According to Dr. Kapauner Lewis, a member of the SAT board of directors, in 1983, the average lifespan of a person with Down syndrome was 25 years old. Today, the average lifespan is about 60 years old. The dramatic increase is due not to the miracles of modern medicine, but to ending the inhumane practice of institutionalization in deference to home and community care, Dr. Lewis said.
“The concession is that people with Down syndrome age earlier than most, and many are being cared for by increasingly aging families,” he said. “The mission of the Sylvia Ann Thornton Foundation is to support the quality of life of an aging Down syndrome population.”
Houston’s sister has been able to remain at home with her parents thanks to funding from the Michelle P. Waiver Medicaid program, which has allowed Sylvia to receive quality care at home. More and more parents and caregivers are choosing home health options, Houston said, because it helps to keep their loved ones in a wholesome environment and, in most cases, helps to minimize costs.
However, there are limitations to the Waiver program. If families do not have supplemental insurance, those limitations can pose a hardship, she said.
The SAT Foundation, which is a registering 501(c)(3) organization, will provide supplemental services where those limitations exist.

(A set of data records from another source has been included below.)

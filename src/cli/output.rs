//! CLI output formatting

use crate::model::{JobEdge, Pipeline};
use crate::validate::{ValidationIssue, ValidationReport};
use console::Emoji;

// Re-export style
pub use console::style;

// Emojis for output
pub static CHECK: Emoji<'_, '_> = Emoji("✅ ", "✓ ");
pub static CROSS: Emoji<'_, '_> = Emoji("❌ ", "✗ ");
pub static INFO: Emoji<'_, '_> = Emoji("ℹ️  ", "i ");
pub static WARN: Emoji<'_, '_> = Emoji("⚠️  ", "! ");
pub static ROCKET: Emoji<'_, '_> = Emoji("🚀 ", "> ");

/// One-line count of what a pipeline contains
pub fn format_pipeline_summary(pipeline: &Pipeline) -> String {
    format!(
        "{} resource types, {} resources, {} jobs, {} groups",
        style(pipeline.resource_types.len()).cyan(),
        style(pipeline.resources.len()).cyan(),
        style(pipeline.jobs.len()).cyan(),
        style(pipeline.groups.len()).cyan()
    )
}

/// Format a single integrity issue
pub fn format_issue(issue: &ValidationIssue) -> String {
    format!("{} {}", CROSS, style(issue).red())
}

/// Format every issue of a report, one per line
pub fn format_report(report: &ValidationReport) -> String {
    report
        .issues
        .iter()
        .map(|issue| format!("  {}", format_issue(issue)))
        .collect::<Vec<_>>()
        .join("\n")
}

/// Format a dependency edge between two jobs
pub fn format_edge(edge: &JobEdge) -> String {
    format!(
        "{} → {} {}",
        style(&edge.upstream).cyan(),
        style(&edge.downstream).green(),
        style(format!("({})", edge.resource)).dim()
    )
}

/// Format the jobs that nothing gates on, i.e. the roots of the graph
pub fn format_roots(pipeline: &Pipeline, edges: &[JobEdge]) -> Vec<String> {
    pipeline
        .jobs
        .iter()
        .filter(|job| !edges.iter().any(|edge| edge.downstream == job.name))
        .map(|job| format!("{} {}", ROCKET, style(&job.name).bold()))
        .collect()
}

Those services will include informational resources; support for home modifications; and support for outside activities based on established guidelines and needs assessments. Families may apply for these supplemental services through the foundation beginning July 15, 2015, with decisions made in the final quarter of 2015. The foundation will examine each request on a case-by-case basis. Funds will be released to the service provider. Applicants must meet the following criteria:
• Adults with Down syndrome in a home health environment supported by aging parents or primary caregivers
• Adults with Down syndrome who are referred by a social worker, support broker or home health support personnel
• Adults with Down syndrome who are on an ephemeral wait list period for benefits
• Adults with Down syndrome who have been denied benefits
For more information, go to the foundation’s website www.satfdn.org.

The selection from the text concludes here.